CHRB's Ingrid Fermin Resigns
Fermin 66, confirmed that her decision was based on a board requirement that she move her operations to CHRB headquarters in Sacramento.
"At this stage of my life, I don't need to relocate," said Fermin said during a phone interview. "I'm unwilling to do that. Sacramento is a nice place, but I live in Del Mar."
Fermin's resignation letter was dated Oct. 24. She said release was held up for two weeks while she discussed her decision with board chairman Richard Shapiro and others. Fermin underwent a performance review in closed session during a commission meeting Oct. 18.
According to Shapiro, commissioners gave her high marks, but they did require that she move her office to Sacramento.
"At the time we hired her, she was adamant that she could not work in Sacramento. I was fairly new to the board and her request to maintain an office in Southern California seemed to be reasonable one," Shapiro said by phone. "We gave it a good shot, but so much of the job deals with government bureaucracy, politics and regulatory hoops, it really is necessary to have a full-time executive director in Sacramento."

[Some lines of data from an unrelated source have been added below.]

//! Forwarding of child change events into a composite's own channel.

use std::sync::atomic::{AtomicBool, Ordering};
use std::sync::{Arc, Mutex, PoisonError};

use pyscout_core::{EventBroadcaster, PythonEnvsChangedEvent};
use tokio::runtime::Handle;
use tokio::sync::broadcast::{self, error::RecvError};
use tokio_util::sync::CancellationToken;
use tracing::{debug, warn};

/// Relays events from source channels into one broadcaster.
///
/// The relay tasks start with the first subscription and stop on
/// [`ChangeRelay::dispose`]. An optional gate drops events at forward time
/// while it reads `false`.
pub struct ChangeRelay {
    changes: EventBroadcaster<PythonEnvsChangedEvent>,
    cancel: Mutex<Option<CancellationToken>>,
    gate: Option<Arc<AtomicBool>>,
}

impl ChangeRelay {
    pub fn new() -> Self {
        Self {
            changes: EventBroadcaster::new(),
            cancel: Mutex::new(None),
            gate: None,
        }
    }

    pub fn gated(gate: Arc<AtomicBool>) -> Self {
        Self {
            gate: Some(gate),
            ..Self::new()
        }
    }

    /// Subscribe, starting the relay from `sources` on the first call.
    pub fn subscribe(
        &self,
        sources: impl FnOnce() -> Vec<broadcast::Receiver<PythonEnvsChangedEvent>>,
    ) -> broadcast::Receiver<PythonEnvsChangedEvent> {
        let rx = self.changes.subscribe();
        let mut cancel = self.cancel.lock().unwrap_or_else(PoisonError::into_inner);
        if cancel.is_some() {
            return rx;
        }
        let Ok(handle) = Handle::try_current() else {
            warn!("No async runtime; change events will not be relayed");
            return rx;
        };
        let token = CancellationToken::new();
        for source in sources() {
            handle.spawn(forward(source, self.changes.sender(), self.gate.clone(), token.clone()));
        }
        *cancel = Some(token);
        rx
    }

    /// Stop relaying. Idempotent; later subscriptions do not restart it.
    pub fn dispose(&self) {
        let mut cancel = self.cancel.lock().unwrap_or_else(PoisonError::into_inner);
        match cancel.as_ref() {
            Some(token) => token.cancel(),
            None => {
                let token = CancellationToken::new();
                token.cancel();
                *cancel = Some(token);
            }
        }
    }
}

impl Default for ChangeRelay {
    fn default() -> Self {
        Self::new()
    }
}

async fn forward(
    mut source: broadcast::Receiver<PythonEnvsChangedEvent>,
    sink: broadcast::Sender<PythonEnvsChangedEvent>,
    gate: Option<Arc<AtomicBool>>,
    cancel: CancellationToken,
) {
    loop {
        let event = tokio::select! {
            () = cancel.cancelled() => break,
            received = source.recv() => match received {
                Ok(event) => event,
                Err(RecvError::Lagged(skipped)) => {
                    debug!(skipped, "Change relay lagged; reporting a generic change");
                    PythonEnvsChangedEvent::any()
                }
                Err(RecvError::Closed) => break,
            },
        };
        if cancel.is_cancelled() {
            break;
        }
        if gate.as_ref().is_some_and(|open| !open.load(Ordering::Acquire)) {
            continue;
        }
        if sink.receiver_count() > 0 {
            let _ = sink.send(event);
        }
    }
}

Fermin pointed out in her resignation letter that she was permitted to "maintain a field office in Southern California while being present in Sacramento as needed." Del Mar is about 500 miles south of Sacramento. Fermin had been working primarily from an office at Del Mar Race Track and occasionally commuting to Sacramento and elsewhere.
Currently paid an annual salary of $116,508, Fermin said she will remain active in her post until her departure. The first female steward in California when she was appointed in 1981, she accepted the executive director position promising to tackle medication policy and testing issues. She pointed to strides in those areas -- such as pre-race TCO2 or milkshake testing, out-of-competition testing and a bill recently signed by the governor that will speed up the hearing process in medication cases -- as the highlights of her tenure. She credited Dr. Rick Arthur, who became the CHRB's equine medical director, with helping the agency improve its drug enforcement.
Fermin's tenure also included a board mandate to convert the state's major Thoroughbred tracks to synthetic surfaces and the pending closure of Bay Meadows Race Course.
There were also reports of rancor and poor communication within the agency and with various elements of the state's Thoroughbred industry. She was accused of favoritism in her contracts and appointments.
Shapiro said he accepted Fermin's resignation with regrets.
"In recent years, the CHRB has taken monumental steps forward to increase transparency and protect the integrity of horse racing in California," he said in a statement. "We instituted new training programs for stewards and investigators, adopted new rules for enforcement and consistency of penalties, sponsored legislation that will permit the faster and fairer adjudication of cases, increased surveillance in our stable areas, and instituted new testing procedures, most significantly out-of-competition testing. The board also transferred all primary testing to the Ken Maddy Laboratory at UC Davis. And we hired highly qualified professional staff at nearly all key positions.
"Ingrid has played an integral role in all of these accomplishments, and it has been a pleasure to work with her over the last three years. I both regret and understand her decision not to relocate to Sacramento. I hope she will stay involved in horse racing in California."
Shapiro said he plans to appoint a selection committee to screen candidates. He said he hopes to have a final selection by the time Fermin officially leaves, but said finding the right person will not be easy.
"This is a really tough position, a very difficult job," he said.
California Sen. Leland Yee (D-San Mateo), a leading critic of the CHRB, said, "This is an opportunity for the CHRB to find the right individual to get horse racing back on the right track."
Yee, noting board policy that he said "was rife with conflicts of interest, either real or perceived," said he did not blame Fermin for the agency's problems and thanked her for her long service to the industry. "Whatever problems were identified with Ms. Fermin, this board allowed her to do this outside of Sacramento for years."
A school teacher before becoming involved in racing, Fermin said she had no immediate plans. She has worked with the CHRB for nearly three decades.